Altech Chemicals Limited (Altech/the Company) (ASX: ATC) (FRA: A3Y) is pleased to advise that its 75% owned German subsidiary, Altech Industries Germany GmbH (AIG) has commenced the pre-feasibility study (PFS) for construction of a battery materials high purity alumina (HPA) coating plant in Saxony, Germany.

The PFS will assume a phase 1 coating plant designed with the capacity to coat 10,000tpa (35tpd) of anode graphite, using Altech’s alumina coating technology. The design capacity has been derived from a forecast of European lithium-ion battery plant production capacity that is estimated at ~500 GWh/a by 2025 (see Figure 1). Based on this forecast the total amount of graphite expected to be required for anode production in Europe is ~500,000tpa when all of the planned lithium-ion battery plants’ reach full production. However, in determining the size of the coating plant for the PFS, AIG has conservatively assumed that only 50% of the forecast lithiumion battery plants’ will eventuate, and as such the proposed coating plant capacity of 10,000tpa would represent 4% of the overall forecast European market for anode graphite. The lay-out of the proposed coating plant at the proposed site, the Schwarze Pumpe Industrial Park in Saxony, Germany will be such that it would allow for the construction of additional materials coating capacity in the future, such as a silicon coating plant and/or additional graphite coating capacity.

The study will assume the use of 100% renewable power from the local grid with some minor on-site solar generation for buildings. The design will target green project status. It is planned that once the PFS is completed, the project will be accessed for green accreditation by the Centre of International Climate and Environmental Research (CICERO), Norway.

Battery Material Coating process

The battery material coating process consists of four stages (see Figure 2). Stage 1 is a HPA precursor production step using an alternative aluminium feedstock. It will be assumed that the HPA precursor would ultimately be supplied from Altech’s HPA plant in Johor, Malaysia once operational. The option for an alternate initial precursor supply will allow the coating plant to have a development timeframe that is independent of Johor.
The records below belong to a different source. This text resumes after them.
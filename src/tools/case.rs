use serde::{Deserialize, Serialize};

/// Every rendering of the input the converter produces, computed in one pass.
#[derive(Clone, Debug, Serialize, Deserialize)]
pub struct CaseConversions {
    pub camel: String,
    pub pascal: String,
    pub snake: String,
    pub kebab: String,
    pub constant: String,
    pub title: String,
    pub sentence: String,
    pub lower: String,
    pub upper: String,
    pub alternating: String,
    pub inverse: String,
}

pub fn convert_all(input: &str) -> CaseConversions {
    let text = input.trim();
    let words = split_words(text);

    let snake = words.join("_");
    CaseConversions {
        camel: camel(&words),
        pascal: pascal(&words),
        kebab: words.join("-"),
        constant: snake.to_uppercase(),
        snake,
        title: title(text),
        sentence: sentence(text),
        lower: text.to_lowercase(),
        upper: text.to_uppercase(),
        alternating: alternating(text),
        inverse: inverse(text),
    }
}

/// Lower-cased words. Boundaries are runs of non-alphanumeric characters and
/// lower-to-upper transitions, so "helloWorld v2" gives hello, world, v2.
fn split_words(text: &str) -> Vec<String> {
    let mut words = Vec::new();
    let mut current = String::new();
    let mut prev_lower = false;

    for ch in text.chars() {
        if !ch.is_alphanumeric() {
            flush(&mut words, &mut current);
            prev_lower = false;
            continue;
        }
        if ch.is_uppercase() && prev_lower {
            flush(&mut words, &mut current);
        }
        current.extend(ch.to_lowercase());
        prev_lower = ch.is_lowercase();
    }
    flush(&mut words, &mut current);

    words
}

fn flush(words: &mut Vec<String>, current: &mut String) {
    if !current.is_empty() {
        words.push(std::mem::take(current));
    }
}

fn camel(words: &[String]) -> String {
    words
        .iter()
        .enumerate()
        .map(|(i, word)| if i == 0 { word.clone() } else { capitalize(word) })
        .collect()
}

fn pascal(words: &[String]) -> String {
    words.iter().map(|word| capitalize(word)).collect()
}

fn capitalize(word: &str) -> String {
    let mut chars = word.chars();
    match chars.next() {
        Some(first) => first.to_uppercase().chain(chars).collect(),
        None => String::new(),
    }
}

fn title(text: &str) -> String {
    text.split_whitespace()
        .map(|word| capitalize(&word.to_lowercase()))
        .collect::<Vec<_>>()
        .join(" ")
}

fn sentence(text: &str) -> String {
    let mut chars = text.chars();
    match chars.next() {
        Some(first) => first.to_uppercase().collect::<String>() + &chars.as_str().to_lowercase(),
        None => String::new(),
    }
}

// Position counting includes spaces and punctuation, matching the playful
// look people expect from this conversion.
fn alternating(text: &str) -> String {
    let mut out = String::with_capacity(text.len());
    for (i, ch) in text.chars().enumerate() {
        if i % 2 == 0 {
            out.extend(ch.to_lowercase());
        } else {
            out.extend(ch.to_uppercase());
        }
    }
    out
}

fn inverse(text: &str) -> String {
    let mut out = String::with_capacity(text.len());
    for ch in text.chars() {
        if ch.is_uppercase() {
            out.extend(ch.to_lowercase());
        } else {
            out.extend(ch.to_uppercase());
        }
    }
    out
}
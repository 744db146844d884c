use anyhow::{Context, Result, bail};
use base64::Engine;
use base64::engine::general_purpose::URL_SAFE_NO_PAD;
use serde::{Deserialize, Serialize};
use serde_json::Value;
use time::OffsetDateTime;
use time::format_description::well_known::Rfc3339;

#[derive(Clone, Debug, Serialize, Deserialize)]
pub struct DecodedJwt {
    pub header: Value,
    pub payload: Value,
    /// RFC 3339 renderings of the numeric time claims found in the payload.
    pub times: Vec<(String, String)>,
}

/// Decodes header and payload without verifying the signature.
pub fn decode(token: &str) -> Result<DecodedJwt> {
    let parts: Vec<&str> = token.trim().split('.').collect();
    if parts.len() != 3 {
        bail!(
            "invalid JWT: expected 3 dot-separated parts, found {}",
            parts.len()
        );
    }

    let header = decode_segment(parts[0]).context("decode JWT header")?;
    let payload = decode_segment(parts[1]).context("decode JWT payload")?;
    let times = time_claims(&payload);

    Ok(DecodedJwt {
        header,
        payload,
        times,
    })
}

fn decode_segment(segment: &str) -> Result<Value> {
    let bytes = URL_SAFE_NO_PAD
        .decode(segment.trim_end_matches('='))
        .context("base64url decode")?;
    serde_json::from_slice(&bytes).context("parse segment as JSON")
}

fn time_claims(payload: &Value) -> Vec<(String, String)> {
    let mut times = Vec::new();
    for claim in ["exp", "iat", "nbf"] {
        let Some(secs) = payload.get(claim).and_then(Value::as_i64) else {
            continue;
        };
        if let Ok(date) = OffsetDateTime::from_unix_timestamp(secs) {
            if let Ok(formatted) = date.format(&Rfc3339) {
                times.push((claim.to_string(), formatted));
            }
        }
    }
    times
}
use toolbelt::diff::{DiffOptions, LineKind, compute_diff};

fn plain() -> DiffOptions {
    DiffOptions::default()
}

#[test]
fn identical_inputs_yield_only_equal_records() {
    for text in ["a", "a\nb\nc", "", "one\n\nthree"] {
        let report = compute_diff(text, text, &plain());
        assert!(report.records.iter().all(|r| r.kind == LineKind::Equal));
        assert_eq!(report.summary.added, 0);
        assert_eq!(report.summary.removed, 0);
        assert_eq!(report.summary.modified, 0);
        assert_eq!(report.summary.equal, report.records.len());
    }
}

#[test]
fn record_count_is_max_of_both_line_counts() {
    let cases = [
        ("a\nb\nc", "a", 3),
        ("a", "a\nb\nc\nd", 4),
        ("", "", 1),
        ("x\ny", "p\nq", 2),
    ];
    for (left, right, expected) in cases {
        let report = compute_diff(left, right, &plain());
        assert_eq!(report.records.len(), expected, "{:?} vs {:?}", left, right);
        let s = report.summary;
        assert_eq!(s.equal + s.added + s.removed + s.modified, expected);
    }
}

#[test]
fn modified_line_in_the_middle() {
    let report = compute_diff("a\nb\nc", "a\nx\nc", &plain());

    let shape: Vec<(usize, LineKind, &str, &str)> = report
        .records
        .iter()
        .map(|r| (r.line_number, r.kind, r.left.as_str(), r.right.as_str()))
        .collect();
    assert_eq!(
        shape,
        vec![
            (1, LineKind::Equal, "a", "a"),
            (2, LineKind::Modified, "b", "x"),
            (3, LineKind::Equal, "c", "c"),
        ]
    );
    assert_eq!(report.summary.equal, 2);
    assert_eq!(report.summary.modified, 1);
    assert_eq!(report.summary.added, 0);
    assert_eq!(report.summary.removed, 0);
}

#[test]
fn shorter_right_side_reports_removed_lines() {
    let report = compute_diff("a\nb", "a", &plain());
    assert_eq!(report.records[0].kind, LineKind::Equal);
    assert_eq!(report.records[1].kind, LineKind::Removed);
    assert_eq!(report.records[1].left, "b");
    assert_eq!(report.records[1].right, "");
    assert_eq!(report.summary.equal, 1);
    assert_eq!(report.summary.removed, 1);
}

// A single insertion at the top must shift everything after it into
// Modified; the engine aligns by index and never resynchronizes.
#[test]
fn inserted_line_does_not_resync() {
    let report = compute_diff("a\nb\nc", "x\na\nb\nc", &plain());

    let kinds: Vec<LineKind> = report.records.iter().map(|r| r.kind).collect();
    assert_eq!(
        kinds,
        vec![
            LineKind::Modified,
            LineKind::Modified,
            LineKind::Modified,
            LineKind::Added,
        ]
    );
    assert_eq!(report.records[0].left, "a");
    assert_eq!(report.records[0].right, "x");
    assert_eq!(report.records[3].left, "");
    assert_eq!(report.records[3].right, "c");
}

#[test]
fn ignore_case_only_moves_records_toward_equal() {
    let left = "Alpha\nbeta\nGAMMA";
    let right = "alpha\nBeta\ndelta";

    let strict = compute_diff(left, right, &plain());
    let folded = compute_diff(
        left,
        right,
        &DiffOptions {
            ignore_case: true,
            ..Default::default()
        },
    );

    assert!(folded.summary.equal >= strict.summary.equal);
    for (s, f) in strict.records.iter().zip(folded.records.iter()) {
        if s.kind == LineKind::Equal {
            assert_eq!(f.kind, LineKind::Equal);
        }
    }
    // "delta" still differs with case folded.
    assert_eq!(folded.records[2].kind, LineKind::Modified);
}

#[test]
fn whitespace_normalization_applies_before_the_split() {
    let options = DiffOptions {
        ignore_whitespace: true,
        ..Default::default()
    };
    // Indentation and trailing spaces stop mattering...
    let report = compute_diff("  a  b  ", "a b", &options);
    assert_eq!(report.summary.equal, 1);
    assert_eq!(report.records.len(), 1);

    // ...and a run containing a newline merges lines on that side.
    let merged = compute_diff("one\ntwo", "one two", &options);
    assert_eq!(merged.records.len(), 1);
    assert_eq!(merged.records[0].kind, LineKind::Equal);
}

#[test]
fn blank_vs_content_line_counts_as_added() {
    let report = compute_diff("a\n", "a\nb", &plain());
    assert_eq!(report.records[1].kind, LineKind::Added);
    assert_eq!(report.summary.added, 1);
}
Stage 2 of the process is the receival of the anode battery material (graphite or silicon) in bulk bags or drums. The next step is the HPA nano layer coating process which will take place in the coating section of the plant – this is the proprietary technology that Altech has developed. The last stage in the process is finalisation of the coated material, which is then packaged in either bulk bags or drums for shipment to end users.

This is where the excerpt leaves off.